Following the agency’s corrective action, the agency evaluated the protester’s and intervenor’s proposals as follows:

 

MVM

Acuity

Technical Capability

3 - High

3 - High

Management

3 - High

3 - High

Past Performance

3 - High

2 - Neutral

Price

$2,305,586,688

$895,839,798

AR, Exh. 37, Source Selection Evaluation Board (SSEB) Report at 1; AR, Exh. 38, Source Selection Decision (SSD) at 9.

The source selection authority (SSA) reviewed the SSEB report and conducted a comparative assessment of proposals. AR, Exh. 38, SSD at 9‑16. The SSA considered the relative strengths identified in MVM’s and Acuity’s proposals under the technical capability and management factors and concluded neither offeror’s strengths represented “an overall better technical solution worth paying higher premiums for.” Id. at 16. The SSA concluded that MVM’s superior past performance compared to Acuity did not justify a 157 percent, or $1,550,721,579, price premium and accordingly found that Acuity’s proposal represented the best value to the government. Id. at 14, 16.

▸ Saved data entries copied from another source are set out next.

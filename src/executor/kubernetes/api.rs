// src/executor/kubernetes/api.rs

//! Cluster API boundary.
//!
//! The executor only needs four pod operations; [`PodApi`] captures them so
//! tests can swap in an in-memory cluster. [`RestPodApi`] talks to a real API
//! server over the core/v1 REST endpoints.

use std::time::Duration;

use async_trait::async_trait;
use reqwest::{Client, Method, RequestBuilder, Response, StatusCode};
use tracing::trace;

use super::model::Pod;
use crate::errors::{ExecError, Result};

const REQUEST_TIMEOUT: Duration = Duration::from_secs(30);

#[async_trait]
pub trait PodApi: Send + Sync {
    /// Submit a pod; returns the object as stored by the API server.
    async fn create_pod(&self, namespace: &str, pod: &Pod) -> Result<Pod>;

    /// Fetch a pod; `None` when it does not exist (any more).
    async fn get_pod(&self, namespace: &str, name: &str) -> Result<Option<Pod>>;

    /// Delete a pod immediately. Deleting a missing pod is not an error.
    async fn delete_pod(&self, namespace: &str, name: &str) -> Result<()>;

    /// Combined container output of a pod.
    async fn pod_logs(&self, namespace: &str, name: &str, container: &str) -> Result<String>;
}

/// `PodApi` over HTTP(S) with optional bearer-token auth.
#[derive(Debug, Clone)]
pub struct RestPodApi {
    client: Client,
    api_server: String,
    token: Option<String>,
}

impl RestPodApi {
    pub fn new(api_server: impl Into<String>, token: Option<String>) -> Result<Self> {
        let client = Client::builder()
            .timeout(REQUEST_TIMEOUT)
            .build()
            .map_err(|e| ExecError::ClusterApi(format!("building HTTP client: {e}")))?;

        Ok(Self {
            client,
            api_server: api_server.into().trim_end_matches('/').to_string(),
            token,
        })
    }

    fn pods_url(&self, namespace: &str) -> String {
        format!("{}/api/v1/namespaces/{}/pods", self.api_server, namespace)
    }

    fn pod_url(&self, namespace: &str, name: &str) -> String {
        format!("{}/{}", self.pods_url(namespace), name)
    }

    fn request(&self, method: Method, url: &str) -> RequestBuilder {
        trace!(%method, url, "kubernetes API request");
        let req = self.client.request(method, url);
        match &self.token {
            Some(token) => req.bearer_auth(token),
            None => req,
        }
    }
}

#[async_trait]
impl PodApi for RestPodApi {
    async fn create_pod(&self, namespace: &str, pod: &Pod) -> Result<Pod> {
        let context = format!("creating pod {:?}", pod.metadata.name);
        let resp = self
            .request(Method::POST, &self.pods_url(namespace))
            .json(pod)
            .send()
            .await
            .map_err(|e| api_error(&context, e))?;

        let resp = ensure_success(resp, &context).await?;
        resp.json::<Pod>().await.map_err(|e| api_error(&context, e))
    }

    async fn get_pod(&self, namespace: &str, name: &str) -> Result<Option<Pod>> {
        let context = format!("getting pod {name:?}");
        let resp = self
            .request(Method::GET, &self.pod_url(namespace, name))
            .send()
            .await
            .map_err(|e| api_error(&context, e))?;

        if resp.status() == StatusCode::NOT_FOUND {
            return Ok(None);
        }
        let resp = ensure_success(resp, &context).await?;
        let pod = resp.json::<Pod>().await.map_err(|e| api_error(&context, e))?;
        Ok(Some(pod))
    }

    async fn delete_pod(&self, namespace: &str, name: &str) -> Result<()> {
        let context = format!("deleting pod {name:?}");
        let url = format!("{}?gracePeriodSeconds=0", self.pod_url(namespace, name));
        let resp = self
            .request(Method::DELETE, &url)
            .send()
            .await
            .map_err(|e| api_error(&context, e))?;

        if resp.status() == StatusCode::NOT_FOUND {
            return Ok(());
        }
        ensure_success(resp, &context).await?;
        Ok(())
    }

    async fn pod_logs(&self, namespace: &str, name: &str, container: &str) -> Result<String> {
        let context = format!("reading logs of pod {name:?}");
        let url = format!("{}/log?container={}", self.pod_url(namespace, name), container);
        let resp = self
            .request(Method::GET, &url)
            .send()
            .await
            .map_err(|e| api_error(&context, e))?;

        let resp = ensure_success(resp, &context).await?;
        resp.text().await.map_err(|e| api_error(&context, e))
    }
}

async fn ensure_success(resp: Response, context: &str) -> Result<Response> {
    let status = resp.status();
    if status.is_success() {
        return Ok(resp);
    }
    let body = resp.text().await.unwrap_or_default();
    Err(ExecError::ClusterApi(format!(
        "{context}: HTTP {status}: {}",
        body.trim()
    )))
}

fn api_error(context: &str, err: reqwest::Error) -> ExecError {
    ExecError::ClusterApi(format!("{context}: {err}"))
}

#[cfg(test)]
mod tests {
    use super::*;

    #[test]
    fn builds_core_v1_urls() {
        let api = RestPodApi::new("https://k8s.local:6443/", None).unwrap();
        assert_eq!(
            api.pods_url("bench"),
            "https://k8s.local:6443/api/v1/namespaces/bench/pods"
        );
        assert_eq!(
            api.pod_url("bench", "swan-1"),
            "https://k8s.local:6443/api/v1/namespaces/bench/pods/swan-1"
        );
    }
}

On November 16, the agency notified MVM it had not been selected for award. COS at 9; AR, Exh. 39, MVM Notice of Award and Debriefing. The agency provided MVM a debriefing that concluded on November 30, and this protest followed. COS at 9.

DISCUSSION

MVM contends that the agency unreasonably evaluated the qualifications of Acuity’s proposed lead project director key person. In addition, the protester challenges the sufficiency of the agency’s responsibility determination.[5] For the reasons discussed below, we sustain the protest.[6]

Key Personnel

MVM challenges the agency’s evaluation of Acuity’s proposed lead project director, one of the solicitation’s key personnel positions. Comments & Supp. Protest at 6‑8; Supp. Comments at 8‑11. Specifically, the protester alleges that Acuity’s proposal does not demonstrate compliance with the RFP’s requirement that the lead project director have 5 years of management experience with advanced levels of financial responsibility. Supp. Comments at 10.

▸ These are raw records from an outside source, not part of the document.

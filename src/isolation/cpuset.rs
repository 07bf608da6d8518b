// src/isolation/cpuset.rs

use std::collections::BTreeSet;
use std::fmt;
use std::str::FromStr;

/// Highest id accepted when parsing; matches the kernel's largest `NR_CPUS`.
pub const MAX_CPU_ID: usize = 4095;

/// Set of CPU (or NUMA node) ids in kernel list notation, e.g. `0-3,6`.
#[derive(Debug, Clone, PartialEq, Eq, Default)]
pub struct CpuSet {
    ids: BTreeSet<usize>,
}

impl CpuSet {
    pub fn new(ids: impl IntoIterator<Item = usize>) -> Self {
        Self {
            ids: ids.into_iter().collect(),
        }
    }

    pub fn is_empty(&self) -> bool {
        self.ids.is_empty()
    }

    pub fn len(&self) -> usize {
        self.ids.len()
    }

    pub fn contains(&self, id: usize) -> bool {
        self.ids.contains(&id)
    }

    pub fn iter(&self) -> impl Iterator<Item = usize> + '_ {
        self.ids.iter().copied()
    }
}

impl FromStr for CpuSet {
    type Err = String;

    fn from_str(s: &str) -> Result<Self, Self::Err> {
        let mut ids = BTreeSet::new();

        for part in s.split(',').map(str::trim) {
            if part.is_empty() {
                return Err(format!("invalid cpu list '{s}': empty element"));
            }

            match part.split_once('-') {
                Some((lo, hi)) => {
                    let lo = parse_id(lo, s)?;
                    let hi = parse_id(hi, s)?;
                    if lo > hi {
                        return Err(format!("invalid cpu list '{s}': range {lo}-{hi} is reversed"));
                    }
                    ids.extend(lo..=hi);
                }
                None => {
                    ids.insert(parse_id(part, s)?);
                }
            }
        }

        Ok(Self { ids })
    }
}

fn parse_id(raw: &str, whole: &str) -> Result<usize, String> {
    let id: usize = raw
        .trim()
        .parse()
        .map_err(|e| format!("invalid cpu list '{whole}': '{raw}': {e}"))?;
    if id > MAX_CPU_ID {
        return Err(format!(
            "invalid cpu list '{whole}': cpu id {id} out of range (max {MAX_CPU_ID})"
        ));
    }
    Ok(id)
}

impl fmt::Display for CpuSet {
    /// Renders consecutive ids as ranges: `{0,1,2,3,6}` -> `0-3,6`.
    fn fmt(&self, f: &mut fmt::Formatter<'_>) -> fmt::Result {
        let mut ranges: Vec<(usize, usize)> = Vec::new();
        for id in self.ids.iter().copied() {
            match ranges.last_mut() {
                Some((_, end)) if *end + 1 == id => *end = id,
                _ => ranges.push((id, id)),
            }
        }

        let rendered: Vec<String> = ranges
            .into_iter()
            .map(|(start, end)| {
                if start == end {
                    start.to_string()
                } else {
                    format!("{start}-{end}")
                }
            })
            .collect();

        write!(f, "{}", rendered.join(","))
    }
}

#[cfg(test)]
mod tests {
    use super::*;

    #[test]
    fn parses_ranges_and_singletons() {
        let set: CpuSet = "4, 0-2,2".parse().unwrap();
        assert_eq!(set.iter().collect::<Vec<_>>(), vec![0, 1, 2, 4]);
        assert_eq!(set.to_string(), "0-2,4");
    }

    #[test]
    fn rejects_garbage() {
        assert!("".parse::<CpuSet>().is_err());
        assert!("3-1".parse::<CpuSet>().is_err());
        assert!("a,b".parse::<CpuSet>().is_err());
        assert!("1,,2".parse::<CpuSet>().is_err());
    }

    #[test]
    fn rejects_ids_past_the_cpu_limit() {
        let err = "0-4294967295".parse::<CpuSet>().unwrap_err();
        assert!(err.contains("out of range"), "got {err}");
        assert!("4096".parse::<CpuSet>().is_err());
        assert!("1,18446744073709551615".parse::<CpuSet>().is_err());

        let widest: CpuSet = format!("0-{MAX_CPU_ID}").parse().unwrap();
        assert_eq!(widest.len(), MAX_CPU_ID + 1);
    }
}
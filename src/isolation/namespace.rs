// src/isolation/namespace.rs

use super::Decorator;

/// Runs the command as PID 1 of a new PID namespace, so every descendant
/// dies with it.
#[derive(Debug, Clone, Copy, Default)]
pub struct PidNamespace;

impl Decorator for PidNamespace {
    fn decorate(&self, command: &str) -> String {
        format!("unshare --fork --pid --mount-proc {command}")
    }
}
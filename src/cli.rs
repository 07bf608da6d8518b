// src/cli.rs

//! CLI argument parsing using `clap`.

use std::path::PathBuf;

use clap::{Parser, Subcommand, ValueEnum};

/// Command-line arguments for `swan-exec`.
#[derive(Debug, Clone, Parser)]
#[command(
    name = "swan-exec",
    version,
    about = "Run commands and benchmark services locally or in Kubernetes pods.",
    long_about = None
)]
pub struct CliArgs {
    /// Path to the config file (TOML).
    ///
    /// Default: `Swan.toml` in the current working directory, if present.
    #[arg(long, value_name = "PATH", global = true)]
    pub config: Option<PathBuf>,

    /// Logging level (error, warn, info, debug, trace).
    ///
    /// If omitted, `SWAN_LOG` or a default level will be used.
    #[arg(long, value_enum, value_name = "LEVEL", global = true)]
    pub log_level: Option<LogLevel>,

    #[command(subcommand)]
    pub command: CliCommand,
}

#[derive(Debug, Clone, Subcommand)]
pub enum CliCommand {
    /// Execute a shell command, wait for it and print its output.
    Run {
        #[arg(long, value_enum, default_value_t = Backend::Local)]
        backend: Backend,

        /// Stop the command if it runs longer than this (e.g. "30s").
        #[arg(long, value_name = "DURATION")]
        timeout: Option<String>,

        /// Keep the captured output directory instead of erasing it.
        #[arg(long)]
        keep_output: bool,

        /// The command to run. One argument is a whole shell line; several
        /// are quoted and passed as separate words.
        #[arg(required = true, trailing_var_arg = true, allow_hyphen_values = true)]
        command: Vec<String>,
    },

    /// Launch a service workload and keep it up until Ctrl-C.
    Launch {
        #[arg(value_enum)]
        workload: Workload,

        #[arg(long, value_enum, default_value_t = Backend::Local)]
        backend: Backend,
    },

    /// Validate the config and print the commands that would run.
    DryRun,
}

/// Where commands are executed.
#[derive(Debug, Copy, Clone, PartialEq, Eq, ValueEnum)]
pub enum Backend {
    Local,
    Kubernetes,
}

#[derive(Debug, Copy, Clone, PartialEq, Eq, ValueEnum)]
pub enum Workload {
    Redis,
    Memcached,
}

/// Log level as exposed on the CLI.
#[derive(Debug, Copy, Clone, ValueEnum)]
pub enum LogLevel {
    Error,
    Warn,
    Info,
    Debug,
    Trace,
}

/// Convenience wrapper around `CliArgs::parse()`.
pub fn parse() -> CliArgs {
    CliArgs::parse()
}

#[cfg(test)]
mod tests {
    use super::*;

    #[test]
    fn run_collects_trailing_command() {
        let args = CliArgs::try_parse_from([
            "swan-exec", "run", "--timeout", "5s", "--", "echo", "-n", "hi",
        ])
        .unwrap();

        match args.command {
            CliCommand::Run {
                backend,
                timeout,
                keep_output,
                command,
            } => {
                assert_eq!(backend, Backend::Local);
                assert_eq!(timeout.as_deref(), Some("5s"));
                assert!(!keep_output);
                assert_eq!(command, vec!["echo", "-n", "hi"]);
            }
            other => panic!("unexpected command: {other:?}"),
        }
    }

    #[test]
    fn launch_accepts_backend_flag() {
        let args = CliArgs::try_parse_from([
            "swan-exec",
            "launch",
            "memcached",
            "--backend",
            "kubernetes",
            "--log-level",
            "debug",
        ])
        .unwrap();

        assert!(matches!(
            args.command,
            CliCommand::Launch {
                workload: Workload::Memcached,
                backend: Backend::Kubernetes,
            }
        ));
        assert!(matches!(args.log_level, Some(LogLevel::Debug)));
    }
}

The agency responds that its evaluation of Acuity’s proposed lead project director’s qualifications was reasonable. Supp. COS at 1‑2; Supp. MOL at 2‑6. The agency argues that Acuity’s proposal evidenced that the proposed lead project director “clearly met all requirements of the solicitation” and that the agency evaluators documented their consideration of those qualifications in the contemporaneous record. Supp. COS at 1. With regard to the requirement to possess 5 years of management experience with advanced levels of financial responsibility, the agency points to the proposed lead project director’s work history as a director for an Indian Tribe wellness center and as an interim director for a county public health and social services department to demonstrate that the individual met the RFP’s requirements. Supp. MOL at 6.

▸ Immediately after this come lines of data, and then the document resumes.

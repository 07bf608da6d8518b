// tests/launchers.rs

use std::sync::Arc;
use std::time::{Duration, Instant};

use swan_exec::errors::ExecError;
use swan_exec::executor::{Executor, LocalConfig, LocalExecutor, TaskHandle, TaskState};
use swan_exec::workloads::{Launcher, Memcached, MemcachedConfig, Redis, RedisConfig};
use swan_exec_test_utils::fake_executor::{
    FakeExecutor, FakeOutcome, RecordingExecutor, StaticProbe,
};
use swan_exec_test_utils::{init_tracing, with_timeout};

#[test]
fn redis_default_command() {
    let redis = Redis::new(Arc::new(FakeExecutor::new()), RedisConfig::default());

    assert_eq!(
        redis.command(),
        "redis-server --port 6379 --bind 0.0.0.0 --maxmemory 512mb --protected-mode no"
    );
    assert_eq!(redis.name(), "Redis");
}

#[test]
fn redis_cluster_and_protected_mode_flags() {
    let cfg = RedisConfig {
        port: 7000,
        cluster_mode: true,
        protected_mode: true,
        ..RedisConfig::default()
    };
    let redis = Redis::new(Arc::new(FakeExecutor::new()), cfg);

    assert_eq!(
        redis.command(),
        "redis-server --port 7000 --bind 0.0.0.0 --maxmemory 512mb --cluster-enabled yes"
    );
}

#[test]
fn memcached_default_command() {
    let memcached = Memcached::new(Arc::new(FakeExecutor::new()), MemcachedConfig::default());

    assert_eq!(
        memcached.command(),
        "memcached -p 11211 -u root -t 4 -m 64 -c 1024 -l 127.0.0.1"
    );
    assert_eq!(memcached.name(), "Memcached");
}

#[tokio::test]
async fn ready_service_is_handed_back_running() {
    init_tracing();
    let exec = Arc::new(FakeExecutor::new().with_address("10.1.2.3"));
    let probe = Arc::new(StaticProbe::new(true));

    let redis = Redis::new(exec.clone(), RedisConfig::default()).with_probe(probe.clone());
    let task = redis.launch().await.unwrap();

    assert_eq!(task.status(), TaskState::Running);
    assert_eq!(exec.executed(), vec![redis.command()]);
    assert_eq!(probe.addresses(), vec!["10.1.2.3:6379".to_string()]);
    assert_eq!(exec.handles()[0].stop_calls(), 0);
}

#[tokio::test]
async fn unready_service_is_stopped_and_reported() {
    init_tracing();
    let exec = Arc::new(FakeExecutor::new());
    let probe = Arc::new(StaticProbe::new(false));

    let memcached =
        Memcached::new(exec.clone(), MemcachedConfig::default()).with_probe(probe.clone());
    let err = memcached.launch().await.unwrap_err();

    match err {
        ExecError::ReadinessTimeout {
            workload, address, ..
        } => {
            assert_eq!(workload, "Memcached");
            assert_eq!(address, "127.0.0.1:11211");
        }
        other => panic!("expected ReadinessTimeout, got {other:?}"),
    }

    let handles = exec.handles();
    let handle = &handles[0];
    assert_eq!(handle.stop_calls(), 1);
    assert_eq!(handle.status(), TaskState::Terminated);
}

#[tokio::test]
async fn stop_failure_does_not_mask_readiness_timeout() {
    init_tracing();
    let exec = Arc::new(FakeExecutor::new().with_failing_stop());
    let probe = Arc::new(StaticProbe::new(false));

    let redis = Redis::new(exec.clone(), RedisConfig::default()).with_probe(probe);
    let err = redis.launch().await.unwrap_err();

    assert!(matches!(err, ExecError::ReadinessTimeout { .. }), "got {err:?}");
    assert_eq!(exec.handles()[0].stop_calls(), 1);
}

#[tokio::test]
async fn start_failure_skips_the_probe() {
    init_tracing();
    let exec = Arc::new(FakeExecutor::new());
    exec.push_outcome(FakeOutcome::StartFailure("no such binary".to_string()));
    let probe = Arc::new(StaticProbe::new(true));

    let redis = Redis::new(exec.clone(), RedisConfig::default()).with_probe(probe.clone());
    let err = redis.launch().await.unwrap_err();

    assert!(matches!(err, ExecError::StartFailure { .. }), "got {err:?}");
    assert_eq!(probe.calls(), 0);
}

fn free_port() -> u16 {
    std::net::TcpListener::bind("127.0.0.1:0")
        .unwrap()
        .local_addr()
        .unwrap()
        .port()
}

#[tokio::test]
async fn real_process_that_never_listens_times_out_and_is_stopped() {
    init_tracing();
    let root = tempfile::tempdir().unwrap();
    let local = LocalExecutor::new().with_config(LocalConfig {
        output_dir: root.path().to_path_buf(),
        ..LocalConfig::default()
    });
    let exec = Arc::new(RecordingExecutor::new(Arc::new(local)));

    // `#` turns the rendered flags into a shell comment.
    let cfg = MemcachedConfig {
        binary_path: "sleep 30 #".to_string(),
        port: free_port(),
        startup_timeout_seconds: 1,
        ..MemcachedConfig::default()
    };
    let memcached = Memcached::new(exec.clone(), cfg);

    let started = Instant::now();
    let err = with_timeout(memcached.launch()).await.unwrap_err();
    let elapsed = started.elapsed();

    assert!(matches!(err, ExecError::ReadinessTimeout { .. }), "got {err:?}");
    assert!(elapsed >= Duration::from_secs(1));
    assert!(elapsed < Duration::from_secs(3), "took {elapsed:?}");

    let handles = exec.handles();
    assert_eq!(handles.len(), 1);
    assert_eq!(handles[0].status(), TaskState::Terminated);
    handles[0].erase_output().unwrap();
}

#[tokio::test]
async fn launchers_work_behind_a_trait_object() {
    init_tracing();
    let exec: Arc<dyn Executor> = Arc::new(FakeExecutor::new());
    let probe = Arc::new(StaticProbe::new(true));

    let redis = Redis::new(exec.clone(), RedisConfig::default()).with_probe(probe.clone());
    let memcached = Memcached::new(exec, MemcachedConfig::default()).with_probe(probe.clone());
    let launchers: [Box<dyn Launcher>; 2] = [Box::new(redis), Box::new(memcached)];

    for launcher in &launchers {
        let task = launcher.launch().await.unwrap();
        task.stop().await.unwrap();
    }
    assert_eq!(probe.calls(), 2);
}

In reviewing protests of an agency’s evaluation and source selection decision, our Office will not reevaluate proposals; rather, we review the record to determine whether the evaluation and source selection decision are reasonable and consistent with the solicitation’s evaluation criteria, and applicable procurement laws and regulations. TekSynap Corp., B-419464, B‑419464.2, Mar. 19, 2021, 2021 CPD ¶ 130 at 6. While we will not substitute our judgment for that of the agency, we will sustain a protest where the agency’s conclusions are inconsistent with the solicitation criteria and applicable procurement statutes and regulations, undocumented, or not reasonably based. Id.

As noted above, the RFP required offerors to demonstrate that their proposed key personnel “hold the appropriate credentials and have sufficient experience to oversee the project.” RFP at 85. The RFP specified that the lead project director must have “[5] years of progressive project management experience on projects demonstrating advanced levels of financial and managerial responsibilities.” Id. at 71. Here, we find that the evaluation record does not contain sufficient information to establish that the agency reasonably credited Acuity’s proposal for meeting the applicable key personnel experience requirement.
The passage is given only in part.